Rose (Chaeyoung)
Sabah uyandığımda banyoya girip, duş aldım. İşlerimi halledip çıktım. Üzerime bol, gri bir kazak altıma deri bir etek giymiştim. Aşağıya inip küçük bir kahvaltı ettim. Sonra siyah, küçük sırt çantamı taktım. Siyah spor ayakkabılarımı da giyip, evden çıktım.Benimle birlikte Yoongi'de evinden çıkmıştı. Üzerinde siyah sweat, siyah pantolon ve siyah askeri botları vardı. Her zamanki Yoongi tarzındaydı ama tek fark bugün sırtında çanta vardı. Siyah okul tarzı ama küçük bir çantaydı. Gözlerimi kaçırdım. Bahçe kapısından çıkıp cafeye yürüdüm. Okula Chanyeol ile birlikte gidicektim.
Chanyeol ile birlikte sınıfa gelmiştik. Solumda Chanyeol vardı, sağımsa boştu. Çantalarımızdan, bilgisayarlarımızı çıkarıyorduk. Birden yanıma birinin oturduğunu hissedince sağ tarafıma döndüm. Yoongi hiçbir şey olmamış gibi çantasından bilgisayar çıkartıyordu. Ağzım açık kalmıştı. Şaşırmıştım. Nasıl?
Yoongi "Ağzını kapat, sinek kaçacak." Deyince hemen ağzımı kapatıp, şaşkınca onu izlemeye devam ettim. Bilgisayarını masaya kurup iyice yerleştikten sonra bana döndü. Hala onu izliyordum.

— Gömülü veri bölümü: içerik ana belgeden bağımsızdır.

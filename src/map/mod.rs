//! Output Containers
//!
//! `OrderedMultiMap` and its `Value` type are the shape every conversion
//! produces. Both serialize to JSON with keys in insertion order.

pub mod multimap;
pub mod value;

pub use multimap::{OrderedMultiMap, ATTR_KEY, BODY_KEY, DEFAULT_NS_KEY, NS_KEY};
pub use value::Value;
use log::info;

use crate::puzzle::{Cell, Placement, Puzzle};
use crate::selection::cells_in_line;

/// Where the player is in the press / drag / release cycle.
#[derive(Debug, Clone, Copy, PartialEq, Eq)]
pub enum GameState {
    Idle,
    Selecting { start: Cell, end: Cell },
    /// Every placed word has been found. Only quitting is left.
    Won,
}

/// The puzzle together with the player's progress through it.
pub struct Game {
    puzzle: Puzzle,
    state: GameState,
}

impl Game {
    pub fn new(puzzle: Puzzle) -> Game {
        Game { puzzle, state: GameState::Idle }
    }

    pub fn puzzle(&self) -> &Puzzle {
        &self.puzzle
    }

    pub fn state(&self) -> GameState {
        self.state
    }

    pub fn is_won(&self) -> bool {
        self.state == GameState::Won
    }

    pub fn placements(&self) -> &[Placement] {
        self.puzzle.placements()
    }

    // press - the mouse button went down; `cell` is None outside the grid
    //
    // A press while still selecting means the release was missed, so the drag starts over.
    pub fn press(&mut self, cell: Option<Cell>) {
        if let (GameState::Idle | GameState::Selecting { .. }, Some(cell)) = (self.state, cell) {
            self.state = GameState::Selecting { start: cell, end: cell };
        }
    }

    // drag - the mouse moved while the button is held; leaving the grid keeps the last end cell
    pub fn drag(&mut self, cell: Option<Cell>) {
        if let (GameState::Selecting { start, .. }, Some(end)) = (self.state, cell) {
            self.state = GameState::Selecting { start, end };
        }
    }

    /// The mouse button was released. Checks the selection against the word
    /// list and returns the word that was found, if any.
    pub fn release(&mut self) -> Option<String> {
        let (start, end) = match self.state {
            GameState::Selecting { start, end } => (start, end),
            _ => return None,
        };
        self.state = GameState::Idle;

        let selected = self.puzzle.word_at(&cells_in_line(start, end));
        let found = self.check_match(&selected)?;
        info!("found {}", found);
        Some(found)
    }

    /// The cells currently highlighted by the drag, empty when not selecting.
    pub fn selection(&self) -> Vec<Cell> {
        match self.state {
            GameState::Selecting { start, end } => cells_in_line(start, end),
            _ => Vec::new(),
        }
    }

    // check_match - marks the first unfound word equal to `selected`, or to it reversed
    pub fn check_match(&mut self, selected: &str) -> Option<String> {
        if selected.is_empty() {
            return None;
        }
        let reversed: String = selected.chars().rev().collect();
        let placements = self.puzzle.placements_mut();

        let idx = placements
            .iter()
            .position(|p| !p.found && p.word == selected)
            .or_else(|| placements.iter().position(|p| !p.found && p.word == reversed))?;
        placements[idx].found = true;
        Some(placements[idx].word.clone())
    }

    /// Called once per tick. Moves to `Won` when every placement has been
    /// found and reports whether that just happened.
    pub fn update(&mut self) -> bool {
        if self.is_won() || !self.placements().iter().all(|p| p.found) {
            return false;
        }
        self.state = GameState::Won;
        info!("all {} words found", self.placements().len());
        true
    }
}

#[cfg(test)]
mod tests {
    use super::*;
    use rand::rngs::StdRng;
    use rand::SeedableRng;

    fn game(words: &[&str]) -> Game {
        let mut rng = StdRng::seed_from_u64(5);
        Game::new(Puzzle::generate(words, 10, 100, &mut rng))
    }

    fn placement(game: &Game, word: &str) -> Placement {
        game.placements().iter().find(|p| p.word == word).cloned().unwrap()
    }

    #[test]
    fn dragging_over_a_word_finds_it() {
        let mut game = game(&["COMET", "ORBIT"]);
        let comet = placement(&game, "COMET");

        game.press(Some(comet.start));
        game.drag(Some(comet.end));
        assert_eq!(game.selection(), comet.cells());
        assert_eq!(game.release(), Some("COMET".to_string()));
        assert_eq!(game.state(), GameState::Idle);
        assert!(placement(&game, "COMET").found);
        assert!(!placement(&game, "ORBIT").found);
    }

    #[test]
    fn words_can_be_selected_backwards() {
        let mut game = game(&["VENUS"]);
        let venus = placement(&game, "VENUS");

        game.press(Some(venus.end));
        game.drag(Some(venus.start));
        assert_eq!(game.release(), Some("VENUS".to_string()));
    }

    #[test]
    fn found_words_do_not_match_twice() {
        let mut game = game(&["STAR"]);
        assert_eq!(game.check_match("STAR"), Some("STAR".to_string()));
        assert_eq!(game.check_match("STAR"), None);
        assert_eq!(game.check_match("RATS"), None);
    }

    #[test]
    fn partial_selections_do_not_count() {
        let mut game = game(&["PLANET"]);
        assert_eq!(game.check_match("PLANE"), None);
        assert_eq!(game.check_match("PLANETS"), None);
        assert_eq!(game.check_match(""), None);
        assert!(!placement(&game, "PLANET").found);
    }

    #[test]
    fn press_outside_the_grid_is_ignored() {
        let mut game = game(&["ALIEN"]);
        game.press(None);
        assert_eq!(game.state(), GameState::Idle);
        assert_eq!(game.release(), None);
        assert!(game.selection().is_empty());
    }

    #[test]
    fn dragging_off_the_grid_keeps_the_last_cell() {
        let mut game = game(&["ALIEN"]);
        game.press(Some(Cell::new(0, 0)));
        game.drag(Some(Cell::new(0, 3)));
        game.drag(None);
        assert_eq!(
            game.state(),
            GameState::Selecting { start: Cell::new(0, 0), end: Cell::new(0, 3) }
        );
        assert_eq!(game.selection().len(), 4);
    }

    #[test]
    fn press_without_release_starts_a_new_drag() {
        let mut game = game(&["ALIEN"]);
        game.press(Some(Cell::new(0, 0)));
        game.drag(Some(Cell::new(0, 4)));
        game.press(Some(Cell::new(3, 3)));
        assert_eq!(
            game.state(),
            GameState::Selecting { start: Cell::new(3, 3), end: Cell::new(3, 3) }
        );
        assert_eq!(game.selection(), vec![Cell::new(3, 3)]);

        // a press off the grid leaves the drag alone
        game.press(None);
        assert_eq!(
            game.state(),
            GameState::Selecting { start: Cell::new(3, 3), end: Cell::new(3, 3) }
        );
    }

    #[test]
    fn crooked_drag_selects_nothing() {
        let mut game = game(&["ALIEN"]);
        game.press(Some(Cell::new(0, 0)));
        game.drag(Some(Cell::new(1, 3)));
        assert!(game.selection().is_empty());
        assert_eq!(game.release(), None);
    }

    #[test]
    fn win_when_every_word_is_found() {
        let mut game = game(&["SATURN", "ROCKET"]);
        assert!(!game.update());
        game.check_match("SATURN");
        assert!(!game.update());
        assert!(!game.is_won());
        game.check_match("TEKCOR");
        assert!(game.update());
        assert!(game.is_won());
        assert!(!game.update());

        // input is ignored once won
        game.press(Some(Cell::new(0, 0)));
        assert_eq!(game.state(), GameState::Won);
    }

    #[test]
    fn no_words_placed_is_an_instant_win() {
        let mut game = game(&["THISWORDISTOOLONG"]);
        assert!(game.placements().is_empty());
        assert!(game.update());
    }
}
use std::fmt;

use log::{debug, log_enabled, Level};
use rand::seq::SliceRandom;
use rand::Rng;

use crate::selection::cells_in_line;
use crate::Direction;

const BLANK: char = ' ';
const LETTERS: &[u8] = b"ABCDEFGHIJKLMNOPQRSTUVWXYZ";

/// A (row, column) coordinate in the grid.
#[derive(Debug, Clone, Copy, PartialEq, Eq, Hash)]
pub struct Cell {
    pub row: usize,
    pub col: usize,
}

impl Cell {
    pub fn new(row: usize, col: usize) -> Cell {
        Cell { row, col }
    }
}

/// Where one target word sits in the grid and whether the player found it.
#[derive(Debug, Clone, PartialEq, Eq)]
pub struct Placement {
    pub word: String,
    pub start: Cell,
    pub end: Cell,
    pub found: bool,
}

impl Placement {
    /// Every cell the word covers, from its first letter to its last.
    pub fn cells(&self) -> Vec<Cell> {
        cells_in_line(self.start, self.end)
    }
}

// PuzzleGrid - holds the partially built grid while words are being placed
//
pub struct PuzzleGrid {
    grid: Vec<char>,
    size: usize,
    maxtries: usize,
    placements: Vec<Placement>,
}

impl PuzzleGrid {
    pub fn new(size: usize, maxtries: usize) -> PuzzleGrid {
        PuzzleGrid { grid: vec![BLANK; size * size], size, maxtries, placements: Vec::new() }
    }

    // place - attempts to randomly place the given word into the puzzle
    //
    // Returns false when every try collided or ran off the grid; the word is then left out.
    pub fn place<R: Rng>(&mut self, word: &str, rng: &mut R) -> bool {
        let mut sanitized_word = String::from(word);
        sanitized_word.make_ascii_uppercase();
        let letters: Vec<char> = sanitized_word.chars().collect();
        if self.size == 0 || letters.is_empty() || self.placements.iter().any(|p| p.word == sanitized_word) {
            return false;
        }
        // only A-Z can go in the grid
        if !letters.iter().all(|c| c.is_ascii_uppercase()) {
            debug!("{} has characters other than A-Z, leaving it out", sanitized_word);
            return false;
        }

        for _ in 0..self.maxtries {
            let start = Cell::new(rng.gen_range(0..self.size), rng.gen_range(0..self.size));
            let dir = *Direction::ALL.choose(rng).unwrap_or(&Direction::Right);

            if let Some(path) = self.placement_valid(&letters, start, dir) {
                for (cell, letter) in path.iter().zip(&letters) {
                    let idx = self.index(*cell);
                    self.grid[idx] = *letter;
                }
                self.placements.push(Placement {
                    word: sanitized_word,
                    start,
                    end: path[path.len() - 1],
                    found: false,
                });
                return true;
            }
        }

        debug!("{} could not be placed in the puzzle", sanitized_word);
        false
    }

    // get_indeces - returns the cells the word would cover, or None if it runs off the grid
    pub fn get_indeces(&self, len: usize, start: Cell, dir: Direction) -> Option<Vec<Cell>> {
        let (row_inc, col_inc) = dir.incrementors();
        let mut cells = Vec::with_capacity(len);
        let mut row = start.row as isize;
        let mut col = start.col as isize;
        let size = self.size as isize;
        for _ in 0..len {
            if row < 0 || row >= size || col < 0 || col >= size {
                return None;
            }
            cells.push(Cell::new(row as usize, col as usize));
            row += row_inc;
            col += col_inc;
        }
        Some(cells)
    }

    // placement_valid - returns the path if the word fits at the given start and direction with no collisions
    fn placement_valid(&self, letters: &[char], start: Cell, dir: Direction) -> Option<Vec<Cell>> {
        let path = self.get_indeces(letters.len(), start, dir)?;

        // as long as the grid holds a blank or the matching letter there is no collision
        let clear = path.iter().zip(letters).all(|(cell, letter)| {
            let existing = self.grid[self.index(*cell)];
            existing == BLANK || existing == *letter
        });
        if clear { Some(path) } else { None }
    }

    // fill_in - locate all blank grid entries and fill with a random letter
    pub fn fill_in<R: Rng>(&mut self, rng: &mut R) {
        for letter in self.grid.iter_mut().filter(|l| **l == BLANK) {
            *letter = LETTERS[rng.gen_range(0..LETTERS.len())] as char;
        }
    }

    pub fn into_puzzle(self) -> Puzzle {
        Puzzle { size: self.size, grid: self.grid, placements: self.placements }
    }

    fn index(&self, cell: Cell) -> usize {
        cell.row * self.size + cell.col
    }
}

/// A finished puzzle: an N×N letter grid plus the words hidden in it.
#[derive(Debug, Clone)]
pub struct Puzzle {
    size: usize,
    grid: Vec<char>,
    placements: Vec<Placement>,
}

impl Puzzle {
    /// Places `words` longest-first and fills the rest of the grid with random letters.
    ///
    /// Words that cannot be placed within `maxtries` attempts are dropped, so
    /// `placements()` may be shorter than `words`.
    pub fn generate<S, R>(words: &[S], size: usize, maxtries: usize, rng: &mut R) -> Puzzle
    where
        S: AsRef<str>,
        R: Rng,
    {
        let mut sorted: Vec<&str> = words.iter().map(|w| w.as_ref()).collect();
        sorted.sort_by_key(|w| std::cmp::Reverse(w.chars().count()));

        let mut puzzle = PuzzleGrid::new(size, maxtries);
        let dropped = sorted.iter().filter(|word| !puzzle.place(word, rng)).count();
        if log_enabled!(Level::Debug) {
            let key = Puzzle { size, grid: puzzle.grid.clone(), placements: Vec::new() };
            debug!("answer key:\n{}", key);
        }
        puzzle.fill_in(rng);

        let puzzle = puzzle.into_puzzle();
        debug!("placed {} words, dropped {}", puzzle.placements.len(), dropped);
        puzzle
    }

    pub fn size(&self) -> usize {
        self.size
    }

    pub fn letter(&self, cell: Cell) -> Option<char> {
        if cell.row < self.size && cell.col < self.size {
            Some(self.grid[cell.row * self.size + cell.col])
        } else {
            None
        }
    }

    /// The letters under `cells`, in order.
    pub fn word_at(&self, cells: &[Cell]) -> String {
        cells.iter().filter_map(|cell| self.letter(*cell)).collect()
    }

    pub fn placements(&self) -> &[Placement] {
        &self.placements
    }

    pub fn placements_mut(&mut self) -> &mut [Placement] {
        &mut self.placements
    }
}

// rows of space separated letters, blanks printed as '.'
impl fmt::Display for Puzzle {
    fn fmt(&self, f: &mut fmt::Formatter<'_>) -> fmt::Result {
        if self.size == 0 {
            return Ok(());
        }
        for row in self.grid.chunks(self.size) {
            let line: Vec<String> = row
                .iter()
                .map(|c| if *c == BLANK { ".".to_string() } else { c.to_string() })
                .collect();
            writeln!(f, "{}", line.join(" "))?;
        }
        Ok(())
    }
}
use macroquad::prelude::*;

use crate::game::Game;
use crate::layout::{BoardLayout, SCREEN_HEIGHT, SCREEN_WIDTH, UI_WIDTH};
use crate::puzzle::Cell;

/// Immediate-mode drawing of one frame. Holds no state of its own.
pub struct Renderer;

impl Renderer {
    // Colors - the "Cosmic Neon" theme, 0-255 rgb(a) noted alongside
    //
    const BACKGROUND: Color = Color::new(0.020, 0.039, 0.078, 1.0);     // 5,10,20
    const GRID_LINES: Color = Color::new(0.157, 0.235, 0.314, 1.0);     // 40,60,80
    const LETTER: Color = Color::new(0.784, 0.863, 1.0, 1.0);           // 200,220,255
    const WORD_LIST: Color = Color::new(0.863, 0.863, 0.863, 1.0);      // 220,220,220
    const HIGHLIGHT: Color = Color::new(0.0, 0.588, 1.0, 0.392);        // 0,150,255,100
    const FOUND: Color = Color::new(0.0, 1.0, 0.588, 0.588);            // 0,255,150,150
    const TITLE: Color = Color::new(0.0, 1.0, 0.588, 1.0);              // 0,255,150
    const STRIKETHROUGH: Color = Color::new(1.0, 0.196, 0.196, 1.0);    // 255,50,50
    const PANEL_BG: Color = Color::new(0.039, 0.078, 0.157, 1.0);       // 10,20,40
    const OVERLAY_DIM: Color = Color::new(0.0, 0.0, 0.0, 0.706);        // 0,0,0,180

    const LETTER_SIZE: f32 = 28.0;
    const UI_SIZE: f32 = 24.0;
    const TITLE_SIZE: f32 = 34.0;
    const WIN_SIZE: f32 = 80.0;

    pub fn draw_frame(game: &Game, layout: &BoardLayout) {
        clear_background(Self::BACKGROUND);

        Self::draw_grid(game, layout);
        Self::draw_found_words(game, layout);
        Self::draw_selection(&game.selection(), layout);
        Self::draw_word_list(game);

        if game.is_won() {
            Self::draw_win_screen();
        }
    }

    fn draw_grid(game: &Game, layout: &BoardLayout) {
        let puzzle = game.puzzle();
        let letter_size = Self::LETTER_SIZE.min(layout.cell_size * 0.7);
        for row in 0..puzzle.size() {
            for col in 0..puzzle.size() {
                let cell = Cell::new(row, col);
                let (x, y, w, h) = layout.cell_rect(cell);
                draw_rectangle_lines(x, y, w, h, 1.0, Self::GRID_LINES);
                if let Some(letter) = puzzle.letter(cell) {
                    let (cx, cy) = layout.cell_center(cell);
                    Self::draw_centered(&letter.to_string(), cx, cy, letter_size, Self::LETTER);
                }
            }
        }
    }

    // a thick translucent bar from the first letter to the last
    fn draw_found_words(game: &Game, layout: &BoardLayout) {
        let thickness = (layout.cell_size * 0.375).max(4.0);
        for placement in game.placements().iter().filter(|p| p.found) {
            let (x1, y1) = layout.cell_center(placement.start);
            let (x2, y2) = layout.cell_center(placement.end);
            draw_line(x1, y1, x2, y2, thickness, Self::FOUND);
        }
    }

    fn draw_selection(cells: &[Cell], layout: &BoardLayout) {
        for cell in cells {
            let (x, y, w, h) = layout.cell_rect(*cell);
            draw_rectangle(x, y, w, h, Self::HIGHLIGHT);
        }
    }

    fn draw_word_list(game: &Game) {
        let panel_x = SCREEN_WIDTH - UI_WIDTH;
        draw_rectangle(panel_x, 0.0, UI_WIDTH, SCREEN_HEIGHT, Self::PANEL_BG);
        draw_line(panel_x, 0.0, panel_x, SCREEN_HEIGHT, 3.0, Self::TITLE);

        draw_text("WORDS TO FIND", panel_x + 20.0, 55.0, Self::TITLE_SIZE, Self::TITLE);

        let mut y = 80.0;
        for placement in game.placements() {
            let color = if placement.found { Self::STRIKETHROUGH } else { Self::WORD_LIST };
            let dims = draw_text(&placement.word, panel_x + 30.0, y + 20.0, Self::UI_SIZE, color);
            if placement.found {
                let mid = y + 20.0 - dims.offset_y / 2.0;
                draw_line(panel_x + 25.0, mid, panel_x + 35.0 + dims.width, mid, 3.0, color);
            }
            y += 30.0;
        }
    }

    fn draw_win_screen() {
        draw_rectangle(0.0, 0.0, SCREEN_WIDTH, SCREEN_HEIGHT, Self::OVERLAY_DIM);
        let cx = SCREEN_WIDTH / 2.0;
        let cy = SCREEN_HEIGHT / 2.0;
        Self::draw_centered("YOU WIN!", cx, cy - 50.0, Self::WIN_SIZE, Self::TITLE);
        Self::draw_centered("Congratulations, Space Explorer!", cx, cy + 30.0, Self::UI_SIZE, Self::WORD_LIST);
    }

    fn draw_centered(text: &str, cx: f32, cy: f32, font_size: f32, color: Color) {
        let dims = measure_text(text, None, font_size as u16, 1.0);
        let x = cx - dims.width / 2.0;
        let y = cy - dims.height / 2.0 + dims.offset_y;
        draw_text(text, x, y, font_size, color);
    }
}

Bana göz kırptı.
İnanamıyorum yaşadığımız onca saçma şeyden sonra böyle rahat olması sinirlerimi bozuyordu. Öfkeyle önüme döndüm.
Hoca girdiği gibi pompalı tüfek misali konuşmaya başladı. Hayvan gibi not alıyordum.
Soluma döndüğümde Chanyeol, bilgisayarıyla oyun oynuyordu. İçinde kurtların, silahların olduğu değişik bir oyundu. Kulağına eğilip "Not alsana." Diye fısıldadım. Masada ki telefonu kaldırıp "Kayıt alıyorum." Dedi. Yüzüme bile bakmıyordu. Öylece oyun oynuyordu.
Sağıma döndüğümde Yoongi, beni izliyordu. Kollarını göğsünde, birbirine dolamış dudaklarında hafif bir gülümsemeyle beni izliyordu. Onunda kulağına eğilip "Not alsana." Diye fısıldadım. Ukalaca "İhtiyacım yok. Buraya senin için geldim." Dedi. Sıkıntıyla nefes verip önüme döndüm. Hala unutmamıştı. Vazgeçmiyordu...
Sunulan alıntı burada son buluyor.